Almost 90 percent of MMC recipients —as well as its founders— are Central American. “In addition to having grown up relying on food banks for many of our meals, we understand what it feels like to have frozen food thrown at you,” said Alemán. “Of course we were grateful but I remember feeling such a lack of human dignity when we received these services, so we really want to ensure that our recipients’ dignity remains at the center of all of this.”
MMC has partnered with Eterna Primavera Bakery, El Faro SoMa, La Guerrera’s Kitchen and Tacos El Precioso.
El Faro Taquería—hailed as the home of the famous “Mission style burrito”—has been a San Francisco staple since 1961. Since the SIP orders were implemented, El Faro’s SoMa location has seen a drastic drop in sales which has put the family-run shop in a tough position. “We’re making 80 percent less than what we used to make,” said Yolanda Ontiveros, owner of El Faro SoMa.

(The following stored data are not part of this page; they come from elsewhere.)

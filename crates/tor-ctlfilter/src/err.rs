//! Declare an error type for the tor-ctlfilter crate.

use std::io::Error as IoError;
use std::path::PathBuf;
use std::sync::Arc;

use tor_error::{ErrorKind, HasKind};

use crate::codec::CodecError;
use crate::endpoint::Endpoint;

/// An error that ends a filtering session, or stops a listener.
///
/// Refused commands are not errors: they are answered and the session
/// continues.
#[derive(Clone, Debug, thiserror::Error)]
#[non_exhaustive]
pub enum Error {
    /// We couldn't connect to the control port.
    #[error("Unable to connect to control port at {endpoint}")]
    UpstreamUnreachable {
        /// The address we tried.
        endpoint: Endpoint,
        /// What went wrong.
        #[source]
        cause: Arc<IoError>,
    },

    /// The control port took too long to let us authenticate.
    #[error("Timed out while authenticating to control port at {0}")]
    HandshakeTimeout(Endpoint),

    /// The control port answered one of our handshake commands with an
    /// error.
    #[error("Control port at {endpoint} refused {command}: {reply:?}")]
    UpstreamRefused {
        /// The control port.
        endpoint: Endpoint,
        /// The command that was refused.
        command: &'static str,
        /// The first line of the reply.
        reply: String,
    },

    /// The control port said something we didn't understand, or said it
    /// at the wrong time.
    #[error("Protocol violation from control port at {endpoint}: {problem}")]
    UpstreamProtocol {
        /// The control port.
        endpoint: Endpoint,
        /// What was wrong.
        problem: String,
    },

    /// None of the authentication methods that the control port offers are
    /// ones we're configured (or able) to use.
    #[error("No usable authentication method (control port offers {offered:?})")]
    NoUsableAuth {
        /// The methods that the control port listed.
        offered: Vec<String>,
    },

    /// We couldn't read the authentication cookie.
    #[error("Unable to read authentication cookie from {}", path.display())]
    CookieUnreadable {
        /// Where we looked for the cookie.
        path: PathBuf,
        /// What went wrong.
        #[source]
        cause: Arc<IoError>,
    },

    /// Reading from or writing to the client failed.
    #[error("I/O error on client connection")]
    ClientIo(#[source] Arc<IoError>),

    /// Reading from or writing to the control port failed.
    #[error("I/O error on control port connection")]
    UpstreamIo(#[source] Arc<IoError>),

    /// The client sent a line that was too long.
    #[error("Client sent a line longer than {0} bytes")]
    ClientLineTooLong(usize),

    /// We couldn't open a listener.
    #[error("Unable to listen on {endpoint}")]
    Listen {
        /// The address we tried to listen on.
        endpoint: Endpoint,
        /// What went wrong.
        #[source]
        cause: Arc<IoError>,
    },

    /// An internal error of some kind that should never occur.
    #[error("Internal error")]
    Bug(#[from] tor_error::Bug),
}

impl Error {
    /// Return true if this error only means that one side of the connection
    /// went away.
    pub fn is_connection_close(&self) -> bool {
        use std::io::ErrorKind as IK;
        #[allow(clippy::match_like_matches_macro)]
        match self {
            Self::ClientIo(e) | Self::UpstreamIo(e) => match e.kind() {
                IK::UnexpectedEof
                | IK::ConnectionAborted
                | IK::ConnectionReset
                | IK::BrokenPipe => true,
                _ => false,
            },
            _ => false,
        }
    }

    /// Construct an error from a failure while reading the client's lines.
    pub(crate) fn from_client_read(e: CodecError) -> Self {
        match e {
            CodecError::Io(e) => Self::ClientIo(Arc::new(e)),
            CodecError::LineTooLong(n) => Self::ClientLineTooLong(n),
            CodecError::BadReplyLine(_) => {
                tor_error::internal!("Reply decoding error on client stream").into()
            }
        }
    }

    /// Construct an error from a failure while reading replies from the
    /// control port at `endpoint`.
    pub(crate) fn from_upstream_read(endpoint: &Endpoint, e: CodecError) -> Self {
        match e {
            CodecError::Io(e) => Self::UpstreamIo(Arc::new(e)),
            CodecError::BadReplyLine(line) => Self::UpstreamProtocol {
                endpoint: endpoint.clone(),
                problem: format!("malformed reply line {:?}", line),
            },
            CodecError::LineTooLong(_) => {
                tor_error::internal!("Line length limit on control port stream").into()
            }
        }
    }
}

impl HasKind for Error {
    fn kind(&self) -> ErrorKind {
        use Error as E;
        use ErrorKind as EK;
        match self {
            E::UpstreamUnreachable { .. } | E::HandshakeTimeout(_) | E::UpstreamIo(_) => {
                EK::LocalNetworkError
            }
            E::UpstreamRefused { .. } | E::UpstreamProtocol { .. } => EK::TorProtocolViolation,
            E::NoUsableAuth { .. } | E::CookieUnreadable { .. } => EK::InvalidConfig,
            E::ClientIo(_) => EK::LocalNetworkError,
            E::ClientLineTooLong(_) => EK::RemoteProtocolViolation,
            E::Listen { cause, .. } => match cause.kind() {
                std::io::ErrorKind::AddrInUse => EK::LocalResourceAlreadyInUse,
                _ => EK::LocalNetworkError,
            },
            E::Bug(e) => e.kind(),
        }
    }
}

It’s circumstances like these that make mutual aid organizing so vital. Through their partnership with MMC, El Faro SoMa has had an increase in profit thanks to the coalition’s orders for hot meals that are distributed to their houseless and day laborer recipients.
“We’re very appreciative to have this extra income,” said Yolanda’s daughter Valeria Olguín, who also helps run the business. “These orders also create extra hours for our employees to work since the number of hours we can offer have been compromised by the pandemic.”
Reyna Maldonado, who co-owns La Guerrera’s Kitchen with her mother Ofelia Barajas in Oakland, emphasized the significance of the role that womxn of color play in building and preserving the community.
“I really admire [MMC],” Maldonado said. “Our partnership has pushed me to understand the interconnected inequities our communities face and the work needed to address them. They have also reminded me of the strength that womxn in the community have and how creative we can be.”
MMC had recently run into an obstacle in keeping their resources accessible. On July 3rd, Alemán was alerted by Mission Food Hub—the food space through which the coalition had been able to subsidize groceries for their growing list of recipients—that their accessibility would now be contingent on the release of MMC recipients’ personal information such as full names, addresses and phone numbers. A shift in Mission Food Hub’s funding was ultimately what prompted this sudden demand.
Due to their status, protection under the Health Insurance Portability and Accountability Act (HIPAA) and the warranted fear of repercussions under the Trump administration’s new Public Charge Rule—releasing identifiable information puts MMC recipients in an even more vulnerable position than they currently find themselves.
The coalition has remained firm in their stance against releasing sensitive information despite the consequences because for MMC, basic human needs should be prioritized over fulfilling repressive institutional qualifications. In an open letter posted on MMC’s Instagram after learning of these new demands, the coalition said “Providing sensitive information is a safety issue and institutionally negating food to the most systematically marginalized in our communities is violence.”
Despite the obstacles, MMC’s consistent transparency and unwavering advocacy has secured the coalition as one of the Bay Area’s most indomitable WOC-run mutual aid coalitions solely funded by community donations. MMC’s latest developments in their expansion like their flourishing Patreon and their partnership with SF Community Fridge at Adobe Books on 24th and Shotwell Street surely serve as a hopeful glimpse of what’s to come for the coalition as well as the community as a whole.